(WHAT IS BEING ASKED):
Scan the entries for the word "تمام" and return every line that has it.

(Stored data entries):

((

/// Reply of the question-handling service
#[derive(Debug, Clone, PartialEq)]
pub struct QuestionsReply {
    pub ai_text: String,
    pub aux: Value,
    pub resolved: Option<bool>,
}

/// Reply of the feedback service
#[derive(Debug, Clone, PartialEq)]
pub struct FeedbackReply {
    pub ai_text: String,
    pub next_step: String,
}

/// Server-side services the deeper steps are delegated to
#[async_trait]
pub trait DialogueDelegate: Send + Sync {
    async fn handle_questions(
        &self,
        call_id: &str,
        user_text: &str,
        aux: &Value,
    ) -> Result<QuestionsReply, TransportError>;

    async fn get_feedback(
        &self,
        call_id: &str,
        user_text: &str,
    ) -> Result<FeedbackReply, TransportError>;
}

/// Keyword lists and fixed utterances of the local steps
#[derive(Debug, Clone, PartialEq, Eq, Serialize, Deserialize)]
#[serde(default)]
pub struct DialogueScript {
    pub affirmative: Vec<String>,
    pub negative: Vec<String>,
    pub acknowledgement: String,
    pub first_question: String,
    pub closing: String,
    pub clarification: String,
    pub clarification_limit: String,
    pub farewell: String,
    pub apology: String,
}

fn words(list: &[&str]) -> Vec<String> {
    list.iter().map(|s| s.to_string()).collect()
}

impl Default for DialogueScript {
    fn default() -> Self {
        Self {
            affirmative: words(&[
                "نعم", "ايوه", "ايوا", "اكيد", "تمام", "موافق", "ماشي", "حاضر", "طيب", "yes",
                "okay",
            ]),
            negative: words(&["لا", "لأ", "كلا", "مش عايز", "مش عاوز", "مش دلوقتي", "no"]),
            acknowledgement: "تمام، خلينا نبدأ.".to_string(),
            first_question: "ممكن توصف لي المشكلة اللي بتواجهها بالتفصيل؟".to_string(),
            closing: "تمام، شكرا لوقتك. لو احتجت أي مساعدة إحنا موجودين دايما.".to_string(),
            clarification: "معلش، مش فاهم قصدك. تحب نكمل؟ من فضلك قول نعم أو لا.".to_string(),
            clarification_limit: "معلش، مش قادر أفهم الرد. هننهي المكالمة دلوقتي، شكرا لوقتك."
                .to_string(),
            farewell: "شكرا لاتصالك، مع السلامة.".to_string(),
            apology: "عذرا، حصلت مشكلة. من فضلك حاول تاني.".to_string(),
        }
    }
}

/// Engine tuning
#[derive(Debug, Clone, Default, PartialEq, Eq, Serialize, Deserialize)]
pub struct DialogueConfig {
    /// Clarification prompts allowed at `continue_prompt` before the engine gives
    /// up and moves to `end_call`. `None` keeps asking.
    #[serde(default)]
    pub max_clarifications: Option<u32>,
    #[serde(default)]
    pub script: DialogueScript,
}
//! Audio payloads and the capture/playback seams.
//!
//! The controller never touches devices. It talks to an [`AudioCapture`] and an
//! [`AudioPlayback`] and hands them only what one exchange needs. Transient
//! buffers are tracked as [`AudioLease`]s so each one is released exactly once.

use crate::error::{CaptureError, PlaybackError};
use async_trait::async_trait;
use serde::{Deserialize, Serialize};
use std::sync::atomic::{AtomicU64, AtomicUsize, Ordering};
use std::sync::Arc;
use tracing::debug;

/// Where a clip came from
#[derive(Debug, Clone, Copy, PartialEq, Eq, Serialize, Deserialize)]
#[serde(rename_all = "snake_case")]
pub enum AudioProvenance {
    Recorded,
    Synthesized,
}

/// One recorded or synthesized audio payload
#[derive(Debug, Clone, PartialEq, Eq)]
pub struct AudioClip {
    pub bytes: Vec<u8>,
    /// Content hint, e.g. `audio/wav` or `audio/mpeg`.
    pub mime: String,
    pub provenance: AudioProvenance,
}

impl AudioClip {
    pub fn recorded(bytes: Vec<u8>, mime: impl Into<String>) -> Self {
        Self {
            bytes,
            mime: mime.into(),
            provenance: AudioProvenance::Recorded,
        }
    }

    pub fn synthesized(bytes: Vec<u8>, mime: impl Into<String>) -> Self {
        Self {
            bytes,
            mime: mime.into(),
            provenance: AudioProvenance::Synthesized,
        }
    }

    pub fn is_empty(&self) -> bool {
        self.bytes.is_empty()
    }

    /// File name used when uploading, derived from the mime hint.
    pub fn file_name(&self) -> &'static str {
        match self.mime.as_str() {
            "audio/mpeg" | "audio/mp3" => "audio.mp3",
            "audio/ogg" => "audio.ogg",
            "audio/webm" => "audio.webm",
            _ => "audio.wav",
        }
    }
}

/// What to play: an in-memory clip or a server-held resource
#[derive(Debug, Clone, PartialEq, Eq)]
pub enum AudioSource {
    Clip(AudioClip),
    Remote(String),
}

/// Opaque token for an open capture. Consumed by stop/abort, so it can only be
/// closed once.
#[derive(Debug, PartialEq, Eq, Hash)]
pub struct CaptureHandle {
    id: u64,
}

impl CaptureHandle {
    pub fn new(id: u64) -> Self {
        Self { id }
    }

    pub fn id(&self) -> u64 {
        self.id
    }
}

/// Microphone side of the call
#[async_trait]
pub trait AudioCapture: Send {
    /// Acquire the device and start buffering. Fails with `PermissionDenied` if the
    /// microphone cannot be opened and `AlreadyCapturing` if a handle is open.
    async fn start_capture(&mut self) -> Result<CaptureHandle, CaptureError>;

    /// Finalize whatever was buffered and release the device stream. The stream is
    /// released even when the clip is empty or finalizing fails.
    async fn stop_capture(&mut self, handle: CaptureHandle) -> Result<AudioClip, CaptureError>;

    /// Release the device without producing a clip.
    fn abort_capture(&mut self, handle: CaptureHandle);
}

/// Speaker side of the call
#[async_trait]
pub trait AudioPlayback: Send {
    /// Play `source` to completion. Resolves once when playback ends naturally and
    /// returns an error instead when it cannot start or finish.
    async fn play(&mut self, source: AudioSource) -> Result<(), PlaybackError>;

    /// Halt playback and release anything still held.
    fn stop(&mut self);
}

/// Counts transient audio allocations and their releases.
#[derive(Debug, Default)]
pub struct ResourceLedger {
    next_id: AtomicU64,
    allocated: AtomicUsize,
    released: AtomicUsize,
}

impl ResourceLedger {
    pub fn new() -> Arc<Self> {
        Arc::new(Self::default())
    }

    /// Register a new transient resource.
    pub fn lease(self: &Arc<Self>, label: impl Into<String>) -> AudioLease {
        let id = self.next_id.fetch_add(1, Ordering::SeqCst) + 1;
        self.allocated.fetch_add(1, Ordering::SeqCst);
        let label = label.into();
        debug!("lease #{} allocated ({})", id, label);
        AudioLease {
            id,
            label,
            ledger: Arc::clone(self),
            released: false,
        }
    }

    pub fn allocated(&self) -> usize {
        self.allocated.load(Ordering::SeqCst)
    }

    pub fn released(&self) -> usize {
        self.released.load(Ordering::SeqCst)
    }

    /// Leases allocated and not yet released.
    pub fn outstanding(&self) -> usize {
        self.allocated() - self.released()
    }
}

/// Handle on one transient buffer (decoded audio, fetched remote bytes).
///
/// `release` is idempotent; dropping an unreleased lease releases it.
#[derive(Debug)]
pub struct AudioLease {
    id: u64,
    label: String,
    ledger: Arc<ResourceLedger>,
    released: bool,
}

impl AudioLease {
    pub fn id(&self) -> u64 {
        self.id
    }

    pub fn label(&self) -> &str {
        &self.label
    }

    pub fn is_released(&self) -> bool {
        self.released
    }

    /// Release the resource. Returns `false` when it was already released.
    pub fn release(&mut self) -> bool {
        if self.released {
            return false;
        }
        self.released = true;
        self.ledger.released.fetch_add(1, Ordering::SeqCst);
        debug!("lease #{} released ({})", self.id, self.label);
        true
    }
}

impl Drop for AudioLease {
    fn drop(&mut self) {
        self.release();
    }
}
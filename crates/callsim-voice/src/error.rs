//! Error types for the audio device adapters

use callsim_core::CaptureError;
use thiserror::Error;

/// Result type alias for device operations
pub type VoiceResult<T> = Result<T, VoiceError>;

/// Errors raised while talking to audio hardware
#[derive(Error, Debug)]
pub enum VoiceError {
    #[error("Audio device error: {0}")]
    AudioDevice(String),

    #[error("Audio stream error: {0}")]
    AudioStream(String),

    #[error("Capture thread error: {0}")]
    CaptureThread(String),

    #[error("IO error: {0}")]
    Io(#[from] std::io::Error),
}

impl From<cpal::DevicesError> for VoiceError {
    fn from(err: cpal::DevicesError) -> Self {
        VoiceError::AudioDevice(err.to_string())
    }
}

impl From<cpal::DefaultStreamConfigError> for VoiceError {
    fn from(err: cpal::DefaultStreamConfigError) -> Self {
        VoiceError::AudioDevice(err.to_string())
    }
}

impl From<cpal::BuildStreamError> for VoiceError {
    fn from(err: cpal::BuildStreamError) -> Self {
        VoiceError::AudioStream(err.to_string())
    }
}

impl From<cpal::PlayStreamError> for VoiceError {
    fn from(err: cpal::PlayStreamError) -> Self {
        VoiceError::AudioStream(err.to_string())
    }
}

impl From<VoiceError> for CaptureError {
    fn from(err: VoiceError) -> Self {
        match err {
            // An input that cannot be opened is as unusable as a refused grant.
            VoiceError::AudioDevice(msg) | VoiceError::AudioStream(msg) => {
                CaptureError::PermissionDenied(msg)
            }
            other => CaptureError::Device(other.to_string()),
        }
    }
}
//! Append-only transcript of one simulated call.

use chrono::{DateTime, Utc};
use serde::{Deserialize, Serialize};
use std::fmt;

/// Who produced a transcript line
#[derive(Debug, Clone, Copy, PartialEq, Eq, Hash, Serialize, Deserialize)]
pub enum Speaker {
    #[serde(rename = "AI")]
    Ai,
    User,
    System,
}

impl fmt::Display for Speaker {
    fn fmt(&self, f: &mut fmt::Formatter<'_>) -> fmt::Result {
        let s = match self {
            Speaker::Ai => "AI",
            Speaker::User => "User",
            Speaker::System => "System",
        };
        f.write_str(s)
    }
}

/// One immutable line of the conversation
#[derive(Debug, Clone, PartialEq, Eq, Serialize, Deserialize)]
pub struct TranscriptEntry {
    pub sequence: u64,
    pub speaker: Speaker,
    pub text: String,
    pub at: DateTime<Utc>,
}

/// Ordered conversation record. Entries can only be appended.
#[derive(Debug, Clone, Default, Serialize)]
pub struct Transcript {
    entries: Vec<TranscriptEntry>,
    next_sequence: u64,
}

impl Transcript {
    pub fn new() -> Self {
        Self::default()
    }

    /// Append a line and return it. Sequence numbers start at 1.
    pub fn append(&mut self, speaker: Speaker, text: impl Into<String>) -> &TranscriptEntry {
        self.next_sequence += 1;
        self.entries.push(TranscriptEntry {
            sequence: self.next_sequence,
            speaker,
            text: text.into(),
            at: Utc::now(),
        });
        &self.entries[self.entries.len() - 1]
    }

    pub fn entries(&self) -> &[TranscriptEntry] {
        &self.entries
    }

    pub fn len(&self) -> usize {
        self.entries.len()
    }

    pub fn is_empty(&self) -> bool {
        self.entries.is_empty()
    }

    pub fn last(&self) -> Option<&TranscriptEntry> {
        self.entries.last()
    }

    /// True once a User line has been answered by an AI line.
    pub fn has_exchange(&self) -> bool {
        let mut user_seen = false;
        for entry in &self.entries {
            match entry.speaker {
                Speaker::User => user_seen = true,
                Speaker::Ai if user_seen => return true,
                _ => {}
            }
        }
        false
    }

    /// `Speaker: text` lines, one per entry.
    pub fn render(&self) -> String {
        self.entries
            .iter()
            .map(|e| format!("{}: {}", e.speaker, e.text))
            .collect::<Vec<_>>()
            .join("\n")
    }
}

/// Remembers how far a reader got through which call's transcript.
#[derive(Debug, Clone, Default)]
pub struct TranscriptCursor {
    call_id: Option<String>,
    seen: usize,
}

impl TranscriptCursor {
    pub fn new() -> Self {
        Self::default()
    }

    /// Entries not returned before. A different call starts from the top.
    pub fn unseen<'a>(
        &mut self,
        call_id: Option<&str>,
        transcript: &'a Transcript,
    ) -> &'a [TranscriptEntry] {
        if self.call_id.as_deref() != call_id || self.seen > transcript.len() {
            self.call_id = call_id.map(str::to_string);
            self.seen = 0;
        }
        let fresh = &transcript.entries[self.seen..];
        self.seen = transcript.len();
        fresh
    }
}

))
((

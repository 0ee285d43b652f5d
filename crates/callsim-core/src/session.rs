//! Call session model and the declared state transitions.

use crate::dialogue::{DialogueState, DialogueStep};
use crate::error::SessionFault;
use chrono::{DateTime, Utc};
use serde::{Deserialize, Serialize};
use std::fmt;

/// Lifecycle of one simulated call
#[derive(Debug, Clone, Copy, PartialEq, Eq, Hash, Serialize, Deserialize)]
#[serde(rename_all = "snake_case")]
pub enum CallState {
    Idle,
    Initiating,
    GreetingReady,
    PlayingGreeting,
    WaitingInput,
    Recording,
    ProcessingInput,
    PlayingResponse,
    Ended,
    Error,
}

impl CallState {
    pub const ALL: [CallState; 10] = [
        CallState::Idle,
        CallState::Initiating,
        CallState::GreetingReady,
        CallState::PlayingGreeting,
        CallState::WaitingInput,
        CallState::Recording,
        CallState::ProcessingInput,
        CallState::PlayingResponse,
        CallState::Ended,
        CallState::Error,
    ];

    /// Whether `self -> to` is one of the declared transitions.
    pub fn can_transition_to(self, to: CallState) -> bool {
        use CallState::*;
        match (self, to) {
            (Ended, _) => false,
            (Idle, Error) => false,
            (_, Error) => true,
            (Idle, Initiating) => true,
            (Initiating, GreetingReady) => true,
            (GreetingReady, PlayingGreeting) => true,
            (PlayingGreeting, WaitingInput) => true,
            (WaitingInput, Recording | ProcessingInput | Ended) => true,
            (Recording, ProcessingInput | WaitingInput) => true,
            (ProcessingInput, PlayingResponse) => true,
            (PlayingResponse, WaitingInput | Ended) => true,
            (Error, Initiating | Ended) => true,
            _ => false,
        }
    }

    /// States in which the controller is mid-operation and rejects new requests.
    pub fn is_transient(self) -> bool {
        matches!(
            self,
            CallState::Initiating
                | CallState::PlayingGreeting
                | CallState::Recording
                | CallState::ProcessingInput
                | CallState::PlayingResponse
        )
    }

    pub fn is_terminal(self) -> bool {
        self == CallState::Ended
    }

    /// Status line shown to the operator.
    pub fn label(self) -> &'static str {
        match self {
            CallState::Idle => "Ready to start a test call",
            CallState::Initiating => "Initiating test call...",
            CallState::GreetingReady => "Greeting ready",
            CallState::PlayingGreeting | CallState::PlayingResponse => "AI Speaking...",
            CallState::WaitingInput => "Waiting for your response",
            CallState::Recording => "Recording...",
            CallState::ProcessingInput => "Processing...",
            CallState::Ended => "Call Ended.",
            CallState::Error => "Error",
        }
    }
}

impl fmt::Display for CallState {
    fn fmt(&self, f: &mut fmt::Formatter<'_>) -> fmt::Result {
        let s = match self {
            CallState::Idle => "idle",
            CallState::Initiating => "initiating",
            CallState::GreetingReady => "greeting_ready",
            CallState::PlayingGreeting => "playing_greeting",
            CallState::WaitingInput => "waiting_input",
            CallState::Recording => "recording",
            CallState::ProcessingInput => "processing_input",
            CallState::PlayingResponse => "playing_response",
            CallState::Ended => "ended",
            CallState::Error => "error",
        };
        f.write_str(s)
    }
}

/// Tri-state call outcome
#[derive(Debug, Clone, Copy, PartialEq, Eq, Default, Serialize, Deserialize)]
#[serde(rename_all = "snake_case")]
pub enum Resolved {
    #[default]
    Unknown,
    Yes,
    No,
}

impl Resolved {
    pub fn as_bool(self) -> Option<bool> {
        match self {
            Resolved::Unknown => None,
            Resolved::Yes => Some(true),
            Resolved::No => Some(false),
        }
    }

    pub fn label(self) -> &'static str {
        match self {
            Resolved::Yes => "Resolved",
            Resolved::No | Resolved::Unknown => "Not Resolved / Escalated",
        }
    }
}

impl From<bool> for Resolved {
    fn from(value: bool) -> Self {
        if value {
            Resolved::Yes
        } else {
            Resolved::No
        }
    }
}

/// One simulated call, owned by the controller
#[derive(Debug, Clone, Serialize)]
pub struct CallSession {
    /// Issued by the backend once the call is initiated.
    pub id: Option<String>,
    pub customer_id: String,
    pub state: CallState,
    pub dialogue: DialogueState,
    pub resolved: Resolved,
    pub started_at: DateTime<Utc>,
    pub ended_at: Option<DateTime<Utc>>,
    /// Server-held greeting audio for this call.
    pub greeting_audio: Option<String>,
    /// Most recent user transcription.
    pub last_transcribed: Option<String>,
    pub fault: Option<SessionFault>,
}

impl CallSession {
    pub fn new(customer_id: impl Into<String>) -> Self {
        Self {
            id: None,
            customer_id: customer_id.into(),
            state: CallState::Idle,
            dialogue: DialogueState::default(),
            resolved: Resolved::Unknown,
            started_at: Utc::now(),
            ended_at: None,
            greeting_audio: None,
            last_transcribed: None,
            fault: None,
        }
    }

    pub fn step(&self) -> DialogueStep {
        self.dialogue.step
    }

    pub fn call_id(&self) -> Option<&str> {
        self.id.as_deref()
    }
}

))

(REPLY):
                "نعم", "ايوه", "ايوا", "اكيد", "تمام", "موافق", "ماشي", "حاضر", "طيب", "yes",
            acknowledgement: "تمام، خلينا نبدأ.".to_string(),
            closing: "تمام، شكرا لوقتك. لو احتجت أي مساعدة إحنا موجودين دايما.".to_string(),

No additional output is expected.